L'Aquila, spuntano altri tesori dell'antica Amiternum

Gli scavi portano alla luce una domus romana del I secolo con pavimentazione a mosaico e affreschi

L’AQUILA. Una domus romana del I secolo, con pavimentazione a mosaico e affreschi parietali. È l’ultimo dei tesori emersi durante gli scavi archeologici nell’antica città di Amiternum, a poca distanza da San Vittorino. Un “gioiello” che è stato ricoperto temporaneamente, per tornare a essere indagato il prossimo anno e anche fruibile al pubblico. Le indagini erano partite già due anni fa, quando era stata trovata una necropoli medievale all’interno dell’antica città: una ventina di sepolture risalenti al XIII secolo. Dell’anno scorso, invece, il rinvenimento della cattedrale di epoca longobarda, risalente al VII secolo, nella zona dell’anfiteatro romano. Lo scavo degli ultimi mesi ha dimostrato che la chiesa era stata preceduta da altri due luoghi di culto, uno del V e l’altro del VI secolo, costruiti su un’antica domus romana.

«Nelle ultime settimane siamo riusciti a determinare meglio le cronologie, che comunque confermano le ipotesi precedenti», spiega Fabio Redi, docente di Archeologia medievale dell’Università dell’Aquila, che ha diretto gli scavi. «Soprattutto, la prima chiesa, l’edificio più antico, del V secolo, è stato portato meglio alla luce. Si tratta del primo edificio di culto cristiano che si innesta con una grande domus romana di II/III secolo». È stato anche possibile capire, dallo scavo, che prima di questa domus ce n’era un’altra, più antica, di I/II secolo. «La parte emersa durante lo scavo dovrebbe essere pertinente al peristilio. Abbiamo trovato ampie superfici (fino a 4-5 metri quadrati) di pavimentazione a mosaico con tessere bianche e rara presenza di tessere nere che compongono figure geometriche, come losanghe», continua il docente. «Si tratta di un mosaico tipico del I secolo dopo Cristo. Sulle pareti della domus sono stati anche rinvenuti affreschi geometrici, in bianco e nero che imitano dei conci di marmo, un finto apparato murario. Sia il mosaico che gli affreschi sono stati restaurati e consolidati».

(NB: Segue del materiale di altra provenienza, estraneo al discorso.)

//! Joist generator branches.
//!
//! Joists take service apertures through the web and web tabs coordinated
//! around them; flange bolts sit centred on each tab. Dimples follow the
//! paired-offset stitch pattern either side of each 600 mm base point.

use catalog::{
    CORNER_BRACKET_POSITION, DIMPLE_BASE_INTERVAL_JOIST, DIMPLE_OFFSET_JOIST, END_BOLT_POSITION,
    MIN_CLEARANCE, POSITION_TOLERANCE, SCREENS_JOIST_FIRST_WEB_TAB, SCREENS_MAX_WEB_TAB_SPACING,
    SERVICE_HOLE_SPACING,
};
use types::{Dimensions, ProfileSpec, Punch, PunchKind};

/// Required web-tab to service-hole centre distance during placement:
/// 100 hole radius + 20 half tab + 30 safety.
const WEB_TAB_SERVICE_MARGIN: f64 = 150.0;
/// Longest allowed gap between consecutive web-tab anchors.
const MAX_TAB_SPAN: f64 = 2400.0 + POSITION_TOLERANCE;
/// Shortest allowed gap between consecutive web-tab anchors.
const MIN_TAB_SPAN: f64 = 1200.0 - POSITION_TOLERANCE;

pub(crate) fn normal(spec: &ProfileSpec, dims: &Dimensions) -> Vec<Punch> {
    let length = spec.length_mm as f64;
    let mut punches = Vec::new();

    if spec.station_enabled(PunchKind::BoltHole) {
        punches.push(Punch::new(PunchKind::BoltHole, END_BOLT_POSITION));
        punches.push(Punch::new(PunchKind::BoltHole, length - END_BOLT_POSITION));
    }
    if spec.station_enabled(PunchKind::Dimple) {
        for pos in dimple_pattern(length) {
            punches.push(Punch::new(PunchKind::Dimple, pos));
        }
    }

    let mut holes = Vec::new();
    if let Some(kind) = spec.hole_type.punch_kind() {
        if spec.station_enabled(kind) {
            holes = service_positions(spec, dims, length);
            for &pos in &holes {
                punches.push(Punch::new(kind, pos));
            }
        }
    }

    if spec.station_enabled(PunchKind::WebTab) {
        let tabs = web_tabs(length, dims, &holes);
        for &tab in &tabs {
            punches.push(Punch::new(PunchKind::WebTab, tab));
        }
        if spec.station_enabled(PunchKind::BoltHole) {
            centred_bolts(&tabs, length, &mut punches);
        }
    }

    corner_brackets(spec, length, &mut punches);
    punches
}

pub(crate) fn screens(spec: &ProfileSpec, _dims: &Dimensions) -> Vec<Punch> {
    let length = spec.length_mm as f64;
    let mut punches = Vec::new();

    if spec.station_enabled(PunchKind::BoltHole) {
        punches.push(Punch::new(PunchKind::BoltHole, END_BOLT_POSITION));
        punches.push(Punch::new(PunchKind::BoltHole, length - END_BOLT_POSITION));
    }
    if spec.station_enabled(PunchKind::Dimple) {
        for pos in dimple_pattern(length) {
            punches.push(Punch::new(PunchKind::Dimple, pos));
        }
    }

    let tabs = screens_tabs(length);
    if spec.station_enabled(PunchKind::WebTab) {
        for &tab in &tabs {
            punches.push(Punch::new(PunchKind::WebTab, tab));
        }
        if spec.station_enabled(PunchKind::BoltHole) {
            centred_bolts(&tabs, length, &mut punches);
        }
    }

    // Service apertures fill each tab gap at the nominal pitch.
    if let Some(kind) = spec.hole_type.punch_kind() {
        if spec.station_enabled(kind) {
            for pair in tabs.windows(2) {
                let gap = pair[1] - pair[0];
                let count = (gap / SERVICE_HOLE_SPACING).floor() as usize;
                if count == 0 {
                    continue;
                }
                let step = gap / (count as f64 + 1.0);
                for j in 1..=count {
                    punches.push(Punch::new(kind, pair[0] + step * j as f64));
                }
            }
        }
    }

    corner_brackets(spec, length, &mut punches);
    punches
}

/// Paired-offset stitch pattern: 75, then a pair 75 mm either side of each
/// 600 mm base point, closing at length - 75.
fn dimple_pattern(length: f64) -> Vec<f64> {
    let last = length - DIMPLE_OFFSET_JOIST;
    let mut out = vec![DIMPLE_OFFSET_JOIST];
    let mut base = DIMPLE_BASE_INTERVAL_JOIST;
    while base < last {
        out.push(base - DIMPLE_OFFSET_JOIST);
        if base + DIMPLE_OFFSET_JOIST < last {
            out.push(base + DIMPLE_OFFSET_JOIST);
        }
        base += DIMPLE_BASE_INTERVAL_JOIST;
    }
    out.push(last);
    out
}

/// Service apertures spanning the working interval between the end
/// exclusions, inclusive of both interval ends.
fn service_positions(spec: &ProfileSpec, dims: &Dimensions, length: f64) -> Vec<f64> {
    let first = dims.end_exclusion_mm / 2.0;
    let openings = (dims.length_mod_mm / spec.hole_spacing_mm as f64).floor();
    if openings < 1.0 {
        // Too short for a full opening; a single hole sits on the midpoint.
        return vec![length / 2.0];
    }
    let count = openings as usize + 1;
    (0..count)
        .map(|i| first + i as f64 * dims.opening_centres_mm)
        .collect()
}

/// Place web tabs between the outermost anchors, dodging service apertures.
///
/// The ideal grid splits the anchor span into the fewest segments that keep
/// each gap under the cap. A candidate that lands too close to an aperture is
/// recentred between its neighbouring apertures when that stays near the
/// ideal, else stepped off the conflicting aperture, else skipped.
fn web_tabs(length: f64, dims: &Dimensions, holes: &[f64]) -> Vec<f64> {
    let (first, last) = if holes.len() >= 2 {
        (holes[0], holes[holes.len() - 1])
    } else {
        (dims.end_exclusion_mm / 2.0, length - dims.end_exclusion_mm / 2.0)
    };
    let span = last - first;
    if span <= 0.0 {
        return Vec::new();
    }

    let mut segments = (span / MAX_TAB_SPAN).ceil().max(1.0) as usize;
    while segments > 1 && span / (segments as f64) < MIN_TAB_SPAN {
        segments -= 1;
    }

    let mut tabs = Vec::new();
    for i in 1..segments {
        let ideal = first + span * i as f64 / segments as f64;
        if let Some(pos) = place_tab(ideal, holes, length) {
            tabs.push(pos);
        }
    }
    tabs
}

fn clear_of_holes(pos: f64, holes: &[f64]) -> bool {
    holes
        .iter()
        .all(|h| (h - pos).abs() >= WEB_TAB_SERVICE_MARGIN)
}

fn place_tab(ideal: f64, holes: &[f64], length: f64) -> Option<f64> {
    if clear_of_holes(ideal, holes) {
        return Some(ideal);
    }

    // Recentre between the apertures bracketing the ideal slot.
    let left = holes
        .iter()
        .copied()
        .filter(|h| *h <= ideal)
        .fold(f64::NEG_INFINITY, f64::max);
    let right = holes
        .iter()
        .copied()
        .filter(|h| *h >= ideal)
        .fold(f64::INFINITY, f64::min);
    if left.is_finite() && right.is_finite() {
        let mid = (left + right) / 2.0;
        if (mid - ideal).abs() <= SERVICE_HOLE_SPACING && clear_of_holes(mid, holes) {
            return Some(mid);
        }
    }

    // Step off the conflicting aperture, nearer side first.
    let conflict = holes
        .iter()
        .copied()
        .min_by(|a, b| (a - ideal).abs().total_cmp(&(b - ideal).abs()))?;
    let mut shifts = [
        conflict + WEB_TAB_SERVICE_MARGIN,
        conflict - WEB_TAB_SERVICE_MARGIN,
    ];
    shifts.sort_by(|a, b| (a - ideal).abs().total_cmp(&(b - ideal).abs()));
    shifts
        .into_iter()
        .find(|s| *s > 0.0 && *s < length && clear_of_holes(*s, holes))
}

/// Evenly spaced tabs from the 425 insets, gaps capped at 1200.
fn screens_tabs(length: f64) -> Vec<f64> {
    let first = SCREENS_JOIST_FIRST_WEB_TAB;
    let span = length - 2.0 * first;
    let segments = (span / SCREENS_MAX_WEB_TAB_SPACING).ceil().max(1.0);
    let step = span / segments;
    (0..=segments as usize)
        .map(|i| first + i as f64 * step)
        .collect()
}

/// Joist bolts sit centred on their web tab, except hard against an end bolt.
fn centred_bolts(tabs: &[f64], length: f64, punches: &mut Vec<Punch>) {
    for &tab in tabs {
        if (tab - END_BOLT_POSITION).abs() < MIN_CLEARANCE
            || (tab - (length - END_BOLT_POSITION)).abs() < MIN_CLEARANCE
        {
            continue;
        }
        punches.push(Punch::new(PunchKind::BoltHole, tab));
    }
}

fn corner_brackets(spec: &ProfileSpec, length: f64, punches: &mut Vec<Punch>) {
    if !spec.station_enabled(PunchKind::CornerBrackets) {
        return;
    }
    punches.push(Punch::new(PunchKind::CornerBrackets, CORNER_BRACKET_POSITION));
    punches.push(Punch::new(
        PunchKind::CornerBrackets,
        length - CORNER_BRACKET_POSITION,
    ));
}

Durante lo scavo sono state anche portate in evidenza strutture costruttive degli edifici di culto cristiani, di VI, VII e VIII secolo. «La più antica dovrebbe risalire al primo vescovo storico attestato dai documenti, Valentino. Aveva un fonte battesimale a immersione, impermeabilizzato a cocciopesto, dentro l’abside», spiega Redi. «La seconda probabilmente appartiene al periodo di Quodvultdeus, vescovo di Cartagine al tempo dell’invasione dei Vandali di Genserico e poi profugo a Napoli (V secolo), o al periodo del vescovo successivo, Castorio. Quodvultdeus ha anche ristrutturato e monumentalizzato la tomba di San Vittorino all’interno delle catacombe. È stata poi trovata la cattedrale corrispondente al vescovo Cetteo, martirizzato dai Longobardi durante il loro arrivo ad Amiternum».

Il progetto, per il prossimo anno, è di completare lo scavo per lasciare a vista tutte le strutture, sia la domus con la pavimentazione a mosaico e gli affreschi murari, sia le tre grandi chiese, due delle quali con fonti battesimali: uno dentro l’abside del primo edificio, l’altro più grande circolare al centro del secondo edificio. «Una struttura che probabilmente non doveva essere la cattedrale, ma il battistero», come afferma il docente. «L’anno prossimo, infatti, intendiamo ampliare lo scavo accanto a questa zona per cercare appunto la cattedrale. Sta ormai tornando alla luce tutto il complesso episcopale di Amiternum: battisteri, fonti battesimali, basiliche, cattedrali e speriamo che presto emergano anche l’episcopio, il palazzo vescovile e i suoi annessi. Possiamo già parlare, comunque, di una città non solo romana ma anche medievale».